====== Records supplied
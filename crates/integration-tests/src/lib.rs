//! Integration tests for Shopfront.
//!
//! Exercises the session, cart, and gate stores together over real
//! storage backends, checking the behaviour views rely on across store
//! instances and restarts.
//!
//! # Running Tests
//!
//! ```bash
//! cargo test -p shopfront-integration-tests
//! ```
//!
//! # Test Categories
//!
//! - `session_lifecycle` - Login, restore, logout, and rejected responses
//! - `cart_properties` - Merge, removal, uniqueness, and persistence
//! - `route_gate` - Allow/deny matrix over roles and routes
//!
//! This library holds the helpers those tests share.

#![cfg_attr(not(test), forbid(unsafe_code))]

use std::path::PathBuf;
use std::sync::{Arc, Mutex, PoisonError};

use base64::{Engine, engine::general_purpose::URL_SAFE_NO_PAD};
use rust_decimal::Decimal;
use serde_json::json;
use shopfront_core::{ProductId, ProductSnapshot};
use shopfront_state::AuthResponse;

/// A signed-looking token whose payload carries the given claims.
///
/// The signature segment is filler; the client never verifies it.
#[must_use]
pub fn token(user_id: i64, email: &str, role: &str) -> String {
    let header = URL_SAFE_NO_PAD.encode(br#"{"alg":"HS256","typ":"JWT"}"#);
    let payload = URL_SAFE_NO_PAD.encode(
        json!({
            "nameid": user_id.to_string(),
            "email": email,
            "unique_name": email.split('@').next().unwrap_or(email),
            "role": role,
        })
        .to_string(),
    );
    format!("{header}.{payload}.dGVzdC1zaWduYXR1cmU")
}

/// Successful login envelope for a user.
#[must_use]
pub fn login_as(user_id: i64, role: &str) -> AuthResponse {
    AuthResponse::success(token(user_id, &format!("user{user_id}@shop.test"), role))
}

/// Product snapshot priced at `cents / 100`.
#[must_use]
pub fn product(id: i64, cents: i64) -> ProductSnapshot {
    ProductSnapshot::new(
        ProductId::new(id),
        format!("Product {id}"),
        Decimal::new(cents, 2),
        10,
    )
}

/// A unique, not yet existing file path under the system temp dir.
#[must_use]
pub fn temp_state_file() -> PathBuf {
    std::env::temp_dir().join(format!("shopfront-it-{}.json", uuid::Uuid::new_v4()))
}

/// Collects every value a subscription delivers.
#[derive(Debug)]
pub struct Recorder<T> {
    seen: Arc<Mutex<Vec<T>>>,
}

impl<T> Clone for Recorder<T> {
    fn clone(&self) -> Self {
        Self {
            seen: Arc::clone(&self.seen),
        }
    }
}

impl<T> Default for Recorder<T> {
    fn default() -> Self {
        Self {
            seen: Arc::new(Mutex::new(Vec::new())),
        }
    }
}

impl<T: Clone + Send + 'static> Recorder<T> {
    /// Create an empty recorder.
    #[must_use]
    pub fn new() -> Self {
        Self::default()
    }

    /// A callback that records into this recorder.
    #[must_use]
    pub fn callback(&self) -> impl Fn(&T) + Send + Sync + 'static {
        let seen = Arc::clone(&self.seen);
        move |value: &T| {
            seen.lock()
                .unwrap_or_else(PoisonError::into_inner)
                .push(value.clone());
        }
    }

    /// Everything recorded so far.
    #[must_use]
    pub fn values(&self) -> Vec<T> {
        self.seen
            .lock()
            .unwrap_or_else(PoisonError::into_inner)
            .clone()
    }

    /// Forget everything recorded so far.
    pub fn reset(&self) {
        self.seen
            .lock()
            .unwrap_or_else(PoisonError::into_inner)
            .clear();
    }
}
============
Directions >>
Go through the lines above. Select every one that has the string "callback".

Task response >>
    /// A callback that records into this recorder.
    pub fn callback(&self) -> impl Fn(&T) + Send + Sync + 'static {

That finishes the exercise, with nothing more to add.